* Work to be completed *
Transcribe the lines from the start of the data below through the line with "std::fs::write(path, s).map_err(|e| ReportError::io(path, e))?;", word for word and nothing more.

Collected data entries
use crate::error::{ReportError, ReportResult};
use serde::Serialize;
use tabled::{settings::Style, Table, Tabled};
use tracing::debug;

pub fn write_csv<T: Serialize>(path: &str, rows: &[T]) -> ReportResult<()> {
    let mut wtr = csv::Writer::from_path(path)?;
    for r in rows {
        wtr.serialize(r)?;
    }
    wtr.flush().map_err(|e| ReportError::io(path, e))?;
    debug!(path, rows = rows.len(), "wrote csv");
    Ok(())
}

pub fn write_json<T: Serialize>(path: &str, value: &T) -> ReportResult<()> {
    let s = serde_json::to_string_pretty(value)?;
    std::fs::write(path, s).map_err(|e| ReportError::io(path, e))?;
    debug!(path, "wrote json");
    Ok(())
}

/// Markdown rendering of at most `max_rows` rows.
pub fn render_table<T>(rows: &[T], max_rows: usize) -> Option<String>
where
    T: Tabled + Clone,
{
    let slice: Vec<T> = rows.iter().take(max_rows).cloned().collect();
    if slice.is_empty() {
        return None;
    }
    Some(Table::new(slice).with(Style::markdown()).to_string())
}

pub fn preview_table<T>(
    report_no: usize,
    title: &str,
    note: Option<&str>,
    rows: &[T],
    max_rows: usize,
) where
    T: Tabled + Clone,
{
    println!("Report {}: {}", report_no, title);
    if let Some(n) = note {
        println!("({})", n);
    }
    println!();
    match render_table(rows, max_rows) {
        Some(table) => println!("{}\n", table),
        None => println!("(no rows)\n"),
    }
}

#[cfg(test)]
mod tests {
    use super::*;
    use crate::types::UnderperformanceRow;

    fn row(rank: usize, dimension: &str, count: usize, severity: &str) -> UnderperformanceRow {
        UnderperformanceRow {
            rank,
            dimension: dimension.into(),
            count,
            severity: severity.into(),
        }
    }

    fn rows() -> Vec<UnderperformanceRow> {
        vec![row(1, "Risk Level", 3, "warning"), row(2, "Completion", 1, "caution")]
    }

    #[test]
    fn render_limits_rows() {
        let table = render_table(&rows(), 1).unwrap();
        assert!(table.contains("Risk Level"));
        assert!(!table.contains("Completion"));
        assert!(render_table::<UnderperformanceRow>(&[], 5).is_none());
    }

    #[test]
    fn csv_uses_renamed_headers() {
        let dir = tempfile::tempdir().unwrap();
        let path = dir.path().join("tally.csv");
        let path = path.to_str().unwrap();
        write_csv(path, &rows()).unwrap();
        let text = std::fs::read_to_string(path).unwrap();
        assert!(text.starts_with("Rank,Dimension,Count,Severity\n"));
        assert!(text.contains("1,Risk Level,3,warning"));
    }
}
// Entry point and high-level CLI flow.
//
// - Option [1] loads the report export (and the project registry and PM
//   roster when present), printing diagnostics.
// - Option [2] generates the four report tables, per-project score
//   history and a JSON summary.
// - After generating reports, the user can go back to the selection menu or
//   exit.
use chrono::{Local, NaiveDate};
use health_report::compliance::evaluate_compliance_for;
use health_report::config::EngineConfig;
use health_report::types::{Project, Report};
use health_report::util::{self, is_well_formed_period};
use health_report::{delta, latest, loader, logging, output, reports, tally};
use once_cell::sync::Lazy;
use std::collections::BTreeMap;
use std::io::{self, Write};
use std::path::Path;
use std::sync::{Mutex, MutexGuard};
use tracing::{error, info, warn};

const REPORTS_FILE: &str = "project_reports.csv";
const PROJECTS_FILE: &str = "projects.csv";
const PM_ROSTER_FILE: &str = "project_managers.csv";
const CONFIG_FILE: &str = "engine_config.json";

// Loaded once, reused for every report generation in a single run.
static APP_STATE: Lazy<Mutex<AppState>> = Lazy::new(|| Mutex::new(AppState::default()));

#[derive(Default)]
struct AppState {
    reports: Option<Vec<Report>>,
    projects: Vec<Project>,
    pm_roster: Vec<String>,
    config: EngineConfig,
}

fn state() -> MutexGuard<'static, AppState> {
    APP_STATE.lock().unwrap_or_else(|poisoned| poisoned.into_inner())
}

/// Read a single line of input after printing the common "Enter choice:" prompt.
fn read_choice() -> String {
    print!("Enter choice: ");
    let _ = io::stdout().flush();
    let mut buf = String::new();
    io::stdin().read_line(&mut buf).ok();
    buf.trim().to_string()
}

/// Returns `true` if the user chose `Y`, `false` if they chose `N`.
fn prompt_back_to_menu() -> bool {
    loop {
        print!("Back to Report Selection (Y/N): ");
        let _ = io::stdout().flush();
        let mut buf = String::new();
        io::stdin().read_line(&mut buf).ok();
        match buf.trim().to_uppercase().as_str() {
            "Y" => return true,
            "N" => return false,
            _ => println!("Invalid choice. Please enter Y or N."),
        }
    }
}

/// Handle option [1]: load the reports, registry, roster and config.
fn handle_load() {
    let config = match EngineConfig::load(CONFIG_FILE) {
        Ok(c) => c,
        Err(e) => {
            warn!(error = %e, "falling back to default engine config");
            EngineConfig::default()
        }
    };

    let (data, load_report) = match loader::load_reports(REPORTS_FILE) {
        Ok(loaded) => loaded,
        Err(e) => {
            error!(error = %e, path = REPORTS_FILE, "failed to load reports");
            eprintln!("Failed to load file: {}\n", e);
            return;
        }
    };

    let projects = if Path::new(PROJECTS_FILE).exists() {
        loader::load_projects(PROJECTS_FILE).unwrap_or_else(|e| {
            warn!(error = %e, path = PROJECTS_FILE, "ignoring unreadable project registry");
            Vec::new()
        })
    } else {
        Vec::new()
    };

    let pm_roster = if Path::new(PM_ROSTER_FILE).exists() {
        loader::load_pm_roster(PM_ROSTER_FILE).unwrap_or_else(|e| {
            warn!(error = %e, path = PM_ROSTER_FILE, "ignoring unreadable PM roster");
            Vec::new()
        })
    } else {
        Vec::new()
    };

    println!(
        "Processing dataset... ({} rows read, {} reports loaded)",
        util::format_int(load_report.total_rows),
        util::format_int(load_report.loaded_rows)
    );
    println!(
        "Note: {} rows skipped due to parse/validation errors.",
        util::format_int(load_report.parse_errors + load_report.skipped_rows)
    );
    if load_report.malformed_periods > 0 {
        println!(
            "Info: {} reports carry a malformed reporting period.",
            util::format_int(load_report.malformed_periods)
        );
    }
    if load_report.unrecognized_ratings > 0 {
        println!(
            "Info: {} unrecognized rating values treated as N.A.",
            util::format_int(load_report.unrecognized_ratings)
        );
    }
    if !projects.is_empty() {
        println!("Info: {} projects in registry.", util::format_int(projects.len()));
    }
    if !pm_roster.is_empty() {
        println!("Info: {} managers on the PM roster.", util::format_int(pm_roster.len()));
    }
    println!();

    let mut state = state();
    state.reports = Some(data);
    state.projects = projects;
    state.pm_roster = pm_roster;
    state.config = config;
}

/// Most recent well-formed period in the data, as the first day of its month.
fn latest_period(data: &[Report]) -> Option<(String, NaiveDate)> {
    let period = data
        .iter()
        .filter_map(|r| r.reporting_period.as_deref())
        .filter(|p| is_well_formed_period(p))
        .max()?;
    let first = NaiveDate::parse_from_str(&format!("{}-01", period), "%Y-%m-%d").ok()?;
    Some((period.to_string(), first))
}

fn save<T: serde::Serialize>(path: &str, rows: &[T]) {
    if let Err(e) = output::write_csv(path, rows) {
        error!(error = %e, path, "write failed");
        eprintln!("Write error: {}", e);
    }
}

/// Handle option [2]: generate all reports and the JSON summary.
///
/// Writes four CSV files and a JSON summary, and prints Markdown previews of
/// each table to the console.
fn handle_generate_reports() {
    let (data, projects, pm_roster, config) = {
        let state = state();
        (
            state.reports.clone(),
            state.projects.clone(),
            state.pm_roster.clone(),
            state.config.clone(),
        )
    };
    let Some(data) = data else {
        println!("Error: No data loaded. Please load the CSV file first (option 1).\n");
        return;
    };

    println!("Generating reports...");
    println!("Outputs saved to individual files...\n");

    let r1 = reports::generate_latest_table(&data, &projects);
    let file1 = "latest_reports.csv";
    save(file1, &r1);
    let note1 = Some("Best overall score first");
    output::preview_table(1, "Latest Report per Project", note1, &r1, 5);
    println!("(Full table exported to {})\n", file1);

    let r2 = reports::generate_trend_table(&data);
    let file2 = "project_trends.csv";
    save(file2, &r2);
    let note2 = Some("Latest two reports per project");
    output::preview_table(2, "Period-over-Period Movement", note2, &r2, 6);
    println!("(Full table exported to {})\n", file2);

    let (current_period, reference) = match latest_period(&data) {
        Some(p) => p,
        None => {
            let today = Local::now().date_naive();
            (today.format("%Y-%m").to_string(), today)
        }
    };
    let periods = util::recent_periods(reference, config.recent_period_count);
    info!(?periods, "evaluating compliance");
    let compliance = evaluate_compliance_for(&pm_roster, &data, &projects, &periods, &config);
    let r3 = reports::generate_compliance_table(&compliance);
    let file3 = "pm_compliance.csv";
    save(file3, &r3);
    let note3 = format!("Last {} reporting periods", periods.len());
    let title3 = "Project Manager Submission Compliance";
    output::preview_table(3, title3, Some(note3.as_str()), &r3, 5);
    println!("(Full table exported to {})\n", file3);

    let in_period = tally::reports_in_period(&data, &current_period);
    let entries = tally::tally_underperformance(in_period, &config);
    let r4 = reports::generate_underperformance_table(&entries);
    let file4 = "underperformance.csv";
    save(file4, &r4);
    let note4 = format!("Reporting period {}", util::format_period(&current_period));
    output::preview_table(4, "Underperforming KPIs", Some(note4.as_str()), &r4, 6);
    println!("(Full table exported to {})\n", file4);

    let missing = latest::missing_for_period(&data, &projects, &current_period);
    if !missing.is_empty() {
        println!(
            "Missing reports for {}: {}\n",
            util::format_period(&current_period),
            missing.join(", ")
        );
    }

    let history: BTreeMap<&str, Vec<delta::TrendPoint>> = delta::group_by_project(&data)
        .into_keys()
        .map(|name| (name, delta::score_history(&data, name)))
        .collect();
    if let Err(e) = output::write_json("project_history.json", &history) {
        error!(error = %e, "write failed");
        eprintln!("Write error: {}", e);
    }

    let summary = reports::generate_summary(&data, &projects, &compliance);
    if let Err(e) = output::write_json("summary.json", &summary) {
        error!(error = %e, "write failed");
        eprintln!("Write error: {}", e);
    }
    println!("Summary Stats (summary.json):");
    println!(
        "{{\"avg_overall_score\": {}, \"avg_compliance\": {}}}\n",
        util::format_score(summary.avg_overall_score, 2),
        util::format_number(summary.avg_compliance, 2)
    );
}

fn main() {
    logging::init();
    loop {
        println!("Project Health Reports:");
        println!("[1] Load the file");
        println!("[2] Generate Reports\n");
        match read_choice().as_str() {
            "1" => handle_load(),
            "2" => {
                println!();
                handle_generate_reports();
                if !prompt_back_to_menu() {
                    println!("Exiting the program.");
                    break;
                }
            }
            _ => println!("Invalid choice. Please enter 1 or 2.\n"),
        }
    }
}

* Solution for this exercise *
use crate::error::{ReportError, ReportResult};
use serde::Serialize;
use tabled::{settings::Style, Table, Tabled};
use tracing::debug;

pub fn write_csv<T: Serialize>(path: &str, rows: &[T]) -> ReportResult<()> {
    let mut wtr = csv::Writer::from_path(path)?;
    for r in rows {
        wtr.serialize(r)?;
    }
    wtr.flush().map_err(|e| ReportError::io(path, e))?;
    debug!(path, rows = rows.len(), "wrote csv");
    Ok(())
}

pub fn write_json<T: Serialize>(path: &str, value: &T) -> ReportResult<()> {
    let s = serde_json::to_string_pretty(value)?;
    std::fs::write(path, s).map_err(|e| ReportError::io(path, e))?;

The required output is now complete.